The default thermostat user interface screen includes an ambient temperature display area, as well as virtual buttons for causing the thermostat to enter into a programming mode and to enter an interface screen for viewing the programming and status information for the remote devices.

When the user selects the virtual button for programming the thermostat, the touch screen display shows a monthly calendar interface screen. The monthly calendar interface screen includes a calendar graphic area comprising a matrix display of dates for a full month. The user selects a programming interval for which to enter the thermostat programming events from the calendar graphic area. To indicate the dates with previously entered programming events, icons are disposed adjacent to such dates. This allows a user an at-a-glance determination as to which dates remain to be programmed or which dates contain editable programming events. Other embodiments include highlighting, outlining, or displaying in reverse text the dates with previously entered programming events.

To facilitate the entry of daily thermostat programming events, the user interface includes a clock face interface screen. The clock face screen includes a pair of clock face graphic areas for each daily programming event. Preferably, the clock face graphic areas depict an analog clock face and further include user modifiable clock hand controls. The clock face interface screen further includes a drop down temperature slider control, which allows a user to select the desired temperature set point by simply dragging the slider control up or down the temperature scale until the associated text area displays the desired temperature.
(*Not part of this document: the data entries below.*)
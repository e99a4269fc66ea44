// src/domain/pet/images.rs
//
// Pet images arrive either as the legacy single `image_url` string or as a
// list of encoded images. Both are normalized here, once, into a list.

use serde::{Deserialize, Serialize};
use serde_json::Value;

#[derive(Debug, Clone, PartialEq, Eq, Serialize, Deserialize)]
#[serde(untagged)]
pub enum ImageInput {
    Single(String),
    Multiple(Vec<String>),
}

impl ImageInput {
    /// Read either shape out of raw JSON. Non-string list items are dropped.
    pub fn from_value(value: &Value) -> Option<Self> {
        match value {
            Value::String(s) => Some(ImageInput::Single(s.clone())),
            Value::Array(items) => Some(ImageInput::Multiple(
                items
                    .iter()
                    .filter_map(|item| item.as_str().map(str::to_string))
                    .collect(),
            )),
            _ => None,
        }
    }

    /// Canonical list form. An empty legacy string carries no image.
    pub fn into_images(self) -> Vec<String> {
        match self {
            ImageInput::Single(url) if url.is_empty() => Vec::new(),
            ImageInput::Single(url) => vec![url],
            ImageInput::Multiple(images) => images,
        }
    }
}

impl From<String> for ImageInput {
    fn from(url: String) -> Self {
        ImageInput::Single(url)
    }
}

impl From<&str> for ImageInput {
    fn from(url: &str) -> Self {
        ImageInput::Single(url.to_string())
    }
}

impl From<Vec<String>> for ImageInput {
    fn from(images: Vec<String>) -> Self {
        ImageInput::Multiple(images)
    }
}
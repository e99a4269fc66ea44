// src/application/mod.rs
//
// Application Layer
//
// ARCHITECTURE:
// - This layer sits ABOVE the repositories
// - It provides the boundary between callers and the domain
// - It translates between request bodies, DTOs and domain entities

pub mod commands;
pub mod dto;
pub mod error_handling;
pub mod state;

pub use commands::*;
pub use dto::*;
pub use error_handling::{ErrorResponse, ErrorType, ToErrorResponse};
pub use state::AppState;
Finally, the user interface includes a screen for displaying the programming and status information for remote devices selected from a list of devices in communication with the thermostat. The user is able to choose between the display of status and/or programming information by selecting the corresponding virtual check boxes.

BRIEF DESCRIPTION OF THE SEVERAL VIEWS OF THE DRAWING(S)

FIG. 1 is an exploded view of a building showing an exemplary environment for a thermostat in communication with the HVAC equipment, remote temperature/humidity sensors, a level sensor, and a router, which is wirelessly connected to microcontrollers controlling a refrigerator, a water heater, and a pool pump;

FIG. 2 is a perspective view of an exemplary embodiment of the thermostat with a touch screen having a default user interface;

FIG. 3 is a schematic diagram of an internal structure of the thermostat of FIG. 2 showing the electronics responsive to the user input elements;

FIG. 4 illustrates a monthly calendar as part of a graphic user interface for the thermostat of FIG. 2, where the monthly calendar responds to user inputs to program the thermostat and comprises a full-month of programming dates for a current or future month, as well as an iconic representation of previously programmed events;

FIG. 5 illustrates a user selected thermostat programming interval for the monthly calendar of FIG. 4;

FIG. 6 illustrates a partial monthly calendar as part of a graphic user interface for the thermostat of FIG. 2, showing only the dates selected for programming the thermostat and being displayed when more than one date is selected for programming from the monthly calendar of FIGS. 4 and 5;

FIG. 7 illustrates a programming mode selection interface displayed when more than one date is selected for programming from the monthly calendar graphic screen of FIGS. 4 and 5;

FIG. 8 illustrates a daily calendar as part of a graphic user interface for the thermostat of FIG. 2, the daily calendar being displayed when only one date is selected for programming from the monthly calendar interface of FIG. 4;

FIG. 9 illustrates a clock face interface for entering thermostat programming events for a multi-day programming interval selected in FIGS. 5 and 6, where the programming mode selected in FIG. 7 is a single program for all dates, and further illustrating user entry of a first programming event;

FIG. 10 illustrates a clock face interface for entering programming events for a multi-day programming interval selected in FIGS. 5 and 6, where the programming mode selected in FIG. 7 is a single program for all dates, and further illustrating user entry of a second programming event, as well as displaying a first programming event entered in FIG. 9;

FIG. 11 illustrates an interface for entering an all-day programming event for a multi-day programming interval selected in FIGS. 5 and 6, where the programming mode selected in FIG. 7 is a single program for all dates;

FIG. 12 illustrates a clock face interface for entering programming events for a multi-day programming interval selected in FIGS. 5 and 6, where the programming mode selected in FIG. 7 is a separate program for each date;

FIG. 13 illustrates a clock face interface for entering programming events for a single day programming interval selected in FIGS. 4 and 8 and illustrating user entry of a first programming event;

FIG. 14 illustrates a device selection interface as part of a graphic user interface for the thermostat of FIG. 2, the interface allowing user selections of viewing the remote device information either within a specific zone, or viewing all remote devices in communication with the thermostat;

FIG. 15 illustrates an interface for selecting at least one remote device from a list of remote devices within a specific zone, as selected in FIG. 14;

FIG. 16 illustrates an interface for displaying the status information for the remote devices selected in FIG. 15, and iconically representing the type of information displayed;

FIG. 17 illustrates an interface of FIG. 16 but displaying both status and programming information; and

FIG. 18 illustrates an interface for adding additional remote devices through user input and being accessible from the remote device interface of FIGS. 16 and 17.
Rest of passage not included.